Collection entries:
--
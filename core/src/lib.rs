#![deny(
    unsafe_code,
    missing_docs,
    dead_code,
    unused_results,
    non_snake_case,
    unreachable_pub
)]

//! Core contracts shared across the Hex Tactics engine.
//!
//! This crate defines the message surface that connects adapters, the
//! authoritative world, and pure systems. Adapters submit [`Command`] values
//! describing desired mutations, the world executes those commands via its
//! `apply` entry point, and then broadcasts [`Event`] values for systems to
//! react to deterministically. Systems consume event streams, query immutable
//! views such as the [`TileMap`] and [`OccupancyView`], and respond
//! exclusively with new command batches.

use std::time::Duration;

use serde::{Deserialize, Serialize};
use thiserror::Error;

mod config;
mod hex;
mod map;
mod terrain;
mod units;

pub use config::{
    ConfigError, GameConfig, PlayerConfig, StartingUnit, MAX_JITTER, MAX_NOISE_COORDINATE,
};
pub use hex::{GridBounds, HexCoord, HexDirection, WorldPosition};
pub use map::{Tile, TileMap};
pub use terrain::{CatalogError, MovementCost, TerrainCatalog, TerrainKind, TerrainProfile};
pub use units::{Controller, PlayerId, UnitId, UnitKind, UnitStats};

/// Canonical banner emitted when the experience boots.
pub const WELCOME_BANNER: &str = "Welcome to Hex Tactics.";

/// Byte RGB color used for terrain and player presentation.
#[derive(Clone, Copy, Debug, PartialEq, Eq, Hash, Serialize, Deserialize)]
pub struct Color {
    red: u8,
    green: u8,
    blue: u8,
}

impl Color {
    /// Creates a new color from byte RGB components.
    #[must_use]
    pub const fn from_rgb(red: u8, green: u8, blue: u8) -> Self {
        Self { red, green, blue }
    }

    /// Red component of the color.
    #[must_use]
    pub const fn red(&self) -> u8 {
        self.red
    }

    /// Green component of the color.
    #[must_use]
    pub const fn green(&self) -> u8 {
        self.green
    }

    /// Blue component of the color.
    #[must_use]
    pub const fn blue(&self) -> u8 {
        self.blue
    }
}

/// Token identifying one game session; bumped by every new game.
#[derive(Clone, Copy, Debug, PartialEq, Eq, Hash, PartialOrd, Ord)]
pub struct SessionGeneration(u64);

impl SessionGeneration {
    /// Creates a generation token with the provided value.
    #[must_use]
    pub const fn new(value: u64) -> Self {
        Self(value)
    }

    /// Retrieves the numeric representation of the token.
    #[must_use]
    pub const fn get(&self) -> u64 {
        self.0
    }

    /// Token that follows this one.
    #[must_use]
    pub const fn next(self) -> Self {
        Self(self.0.wrapping_add(1))
    }
}

/// Commands that express all permissible world mutations.
#[derive(Clone, Debug, PartialEq)]
pub enum Command {
    /// Tears down the current session and starts a new one.
    NewGame {
        /// Configuration for the new session.
        config: GameConfig,
    },
    /// Advances the simulation clock by the provided delta time.
    Tick {
        /// Duration of simulated time that elapsed since the previous tick.
        dt: Duration,
    },
    /// Selects the unit standing on the provided hex.
    Select {
        /// Hex the acting player clicked.
        cell: HexCoord,
    },
    /// Clears the current selection.
    Deselect,
    /// Moves the selected unit to the destination hex.
    MoveSelected {
        /// Hex the selected unit should end on.
        destination: HexCoord,
    },
    /// Ends the acting player's turn.
    EndTurn,
    /// Deferred turn pass issued by the scripted opponent.
    PassTurn {
        /// Session the pass was scheduled in.
        generation: SessionGeneration,
        /// Player whose turn the pass ends.
        player: PlayerId,
        /// Round the pass was scheduled in.
        round: u32,
    },
    /// Places a new unit on the map.
    SpawnUnit {
        /// Kind of unit to create.
        kind: UnitKind,
        /// Hex the unit appears on.
        cell: HexCoord,
        /// Player owning the unit.
        owner: PlayerId,
    },
    /// Removes a unit from the map.
    RemoveUnit {
        /// Unit to remove.
        unit: UnitId,
    },
    /// Subtracts hit points from a unit, removing it once none remain.
    DamageUnit {
        /// Unit receiving the damage.
        unit: UnitId,
        /// Hit points to subtract.
        amount: u32,
    },
}

impl Command {
    /// Discriminant of the command used when reporting rejections.
    #[must_use]
    pub const fn kind(&self) -> CommandKind {
        match self {
            Self::NewGame { .. } => CommandKind::NewGame,
            Self::Tick { .. } => CommandKind::Tick,
            Self::Select { .. } => CommandKind::Select,
            Self::Deselect => CommandKind::Deselect,
            Self::MoveSelected { .. } => CommandKind::MoveSelected,
            Self::EndTurn => CommandKind::EndTurn,
            Self::PassTurn { .. } => CommandKind::PassTurn,
            Self::SpawnUnit { .. } => CommandKind::SpawnUnit,
            Self::RemoveUnit { .. } => CommandKind::RemoveUnit,
            Self::DamageUnit { .. } => CommandKind::DamageUnit,
        }
    }
}

/// Payload-free mirror of [`Command`].
#[derive(Clone, Copy, Debug, PartialEq, Eq, Hash)]
pub enum CommandKind {
    /// [`Command::NewGame`].
    NewGame,
    /// [`Command::Tick`].
    Tick,
    /// [`Command::Select`].
    Select,
    /// [`Command::Deselect`].
    Deselect,
    /// [`Command::MoveSelected`].
    MoveSelected,
    /// [`Command::EndTurn`].
    EndTurn,
    /// [`Command::PassTurn`].
    PassTurn,
    /// [`Command::SpawnUnit`].
    SpawnUnit,
    /// [`Command::RemoveUnit`].
    RemoveUnit,
    /// [`Command::DamageUnit`].
    DamageUnit,
}

/// Reasons the world may reject a command.
///
/// Every variant is local and recoverable: the world state is left untouched.
#[derive(Clone, Copy, Debug, PartialEq, Eq, Hash, Error)]
pub enum CommandError {
    /// The hex lies outside the grid.
    #[error("{cell:?} lies outside the grid")]
    InvalidCoordinate {
        /// Offending hex.
        cell: HexCoord,
    },
    /// Another unit already stands on the hex.
    #[error("{cell:?} is already occupied")]
    OccupiedDestination {
        /// Occupied hex.
        cell: HexCoord,
    },
    /// No path within the remaining move budget leads to the hex.
    #[error("{cell:?} cannot be reached with the remaining move points")]
    Unreachable {
        /// Hex that could not be reached.
        cell: HexCoord,
    },
    /// The unit does not belong to the acting player.
    #[error("it is not the turn of player {}", player.get())]
    NotYourTurn {
        /// Owner of the unit that was addressed.
        player: PlayerId,
    },
    /// A move was requested without a selected unit.
    #[error("no unit is selected")]
    NoSelection,
    /// Selection was requested on a hex without a unit.
    #[error("no unit stands on {cell:?}")]
    EmptyCell {
        /// Hex that was selected.
        cell: HexCoord,
    },
    /// The unit does not exist.
    #[error("unit {} does not exist", unit.get())]
    UnknownUnit {
        /// Identifier that failed to resolve.
        unit: UnitId,
    },
    /// The player does not take part in the session.
    #[error("player {} does not exist", player.get())]
    UnknownPlayer {
        /// Identifier that failed to resolve.
        player: PlayerId,
    },
}

/// Events broadcast by the world after processing commands.
#[derive(Clone, Debug, PartialEq)]
pub enum Event {
    /// Announces that a new session replaced the previous one.
    GameStarted {
        /// Token of the new session.
        generation: SessionGeneration,
        /// Extents of the freshly generated map.
        bounds: GridBounds,
    },
    /// Indicates that the simulation clock advanced.
    TimeAdvanced {
        /// Duration of simulated time that elapsed in the tick.
        dt: Duration,
    },
    /// Confirms that a unit became the selection.
    UnitSelected {
        /// Selected unit.
        unit: UnitId,
        /// Hex the unit stands on.
        cell: HexCoord,
    },
    /// Confirms that the selection was cleared.
    SelectionCleared {
        /// Unit that was previously selected.
        unit: UnitId,
    },
    /// Confirms that a unit moved along a validated path.
    UnitMoved {
        /// Unit that moved.
        unit: UnitId,
        /// Hex the unit left.
        from: HexCoord,
        /// Hex the unit ended on.
        to: HexCoord,
        /// Hexes entered in order, excluding `from`.
        path: Vec<HexCoord>,
        /// Move points spent on the path.
        cost: u32,
        /// Move points the unit has left.
        remaining_moves: u32,
    },
    /// Announces that a player's turn ended.
    TurnEnded {
        /// Player whose turn ended.
        player: PlayerId,
    },
    /// Announces that a player's turn began.
    TurnStarted {
        /// Player now acting.
        player: PlayerId,
        /// Who issues commands for that player.
        controller: Controller,
        /// Rotation count, starting at one.
        round: u32,
        /// Session the turn belongs to.
        generation: SessionGeneration,
    },
    /// Confirms that a unit was placed on the map.
    UnitSpawned {
        /// Identifier assigned to the unit.
        unit: UnitId,
        /// Kind of unit.
        kind: UnitKind,
        /// Hex the unit stands on.
        cell: HexCoord,
        /// Owning player.
        owner: PlayerId,
    },
    /// Confirms that a unit lost hit points and survived.
    UnitDamaged {
        /// Damaged unit.
        unit: UnitId,
        /// Hit points remaining.
        hp: u32,
    },
    /// Confirms that a unit left the map.
    UnitRemoved {
        /// Removed unit.
        unit: UnitId,
        /// Hex the unit vacated.
        cell: HexCoord,
    },
    /// Reports that a command was rejected and state left unchanged.
    CommandRejected {
        /// Kind of command that was rejected.
        command: CommandKind,
        /// Specific reason for the rejection.
        reason: CommandError,
    },
    /// Reports that a new game could not start; the current session continues.
    NewGameRejected {
        /// Configuration problem.
        reason: ConfigError,
    },
    /// Reports that a deferred turn pass no longer matched the session.
    StalePassIgnored {
        /// Session the pass was scheduled in.
        generation: SessionGeneration,
        /// Player the pass was scheduled for.
        player: PlayerId,
        /// Round the pass was scheduled in.
        round: u32,
    },
}

/// Immutable representation of a single unit's state used for queries.
#[derive(Clone, Copy, Debug, PartialEq, Eq)]
pub struct UnitSnapshot {
    /// Unique identifier assigned to the unit.
    pub id: UnitId,
    /// Kind of unit.
    pub kind: UnitKind,
    /// Owning player.
    pub owner: PlayerId,
    /// Hex currently occupied by the unit.
    pub cell: HexCoord,
    /// Hit points remaining.
    pub hp: u32,
    /// Move points left this turn.
    pub remaining_moves: u32,
}

/// Read-only snapshot describing all units on the map.
#[derive(Clone, Debug, Default)]
pub struct UnitView {
    snapshots: Vec<UnitSnapshot>,
}

impl UnitView {
    /// Creates a new unit view from the provided snapshots.
    #[must_use]
    pub fn from_snapshots(mut snapshots: Vec<UnitSnapshot>) -> Self {
        snapshots.sort_by_key(|snapshot| snapshot.id);
        Self { snapshots }
    }

    /// Iterator over the captured unit snapshots in identifier order.
    pub fn iter(&self) -> impl Iterator<Item = &UnitSnapshot> {
        self.snapshots.iter()
    }

    /// Snapshot of the unit standing on the provided hex, if any.
    #[must_use]
    pub fn at(&self, cell: HexCoord) -> Option<&UnitSnapshot> {
        self.snapshots.iter().find(|snapshot| snapshot.cell == cell)
    }
}

/// Read-only view into the dense occupancy grid.
#[derive(Clone, Copy, Debug)]
pub struct OccupancyView<'a> {
    cells: &'a [Option<UnitId>],
    bounds: GridBounds,
}

impl<'a> OccupancyView<'a> {
    /// Captures a new occupancy view backed by the provided row-major slice.
    #[must_use]
    pub fn new(cells: &'a [Option<UnitId>], bounds: GridBounds) -> Self {
        Self { cells, bounds }
    }

    /// Returns the unit occupying the provided hex, if any.
    #[must_use]
    pub fn occupant(&self, cell: HexCoord) -> Option<UnitId> {
        self.bounds
            .index(cell)
            .and_then(|index| self.cells.get(index).copied().flatten())
    }

    /// Reports whether the hex hosts a unit other than `mover`.
    #[must_use]
    pub fn is_blocked_for(&self, cell: HexCoord, mover: UnitId) -> bool {
        self.occupant(cell)
            .map_or(false, |occupant| occupant != mover)
    }

    /// Reports whether the hex is currently free.
    #[must_use]
    pub fn is_free(&self, cell: HexCoord) -> bool {
        self.occupant(cell).is_none()
    }

    /// Provides the extents of the underlying occupancy grid.
    #[must_use]
    pub const fn bounds(&self) -> GridBounds {
        self.bounds
    }
}

/// Current selection state of the turn controller.
#[derive(Clone, Copy, Debug, PartialEq, Eq, Hash)]
pub enum Selection {
    /// No unit is selected.
    AwaitingSelection,
    /// The acting player selected the unit.
    UnitSelected(UnitId),
}

/// Read-only snapshot of turn order and selection.
#[derive(Clone, Copy, Debug, PartialEq, Eq)]
pub struct TurnSnapshot {
    /// Session the snapshot belongs to.
    pub generation: SessionGeneration,
    /// Player whose turn it is.
    pub active_player: PlayerId,
    /// Who issues commands for the active player.
    pub controller: Controller,
    /// Rotation count, starting at one.
    pub round: u32,
    /// Current selection.
    pub selection: Selection,
}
--
# [ABOUT THIS TASK]
Count the lines of the entries above in which the string "Tactics" appears. Supply the number only.

# [TASK SOLUTION]
2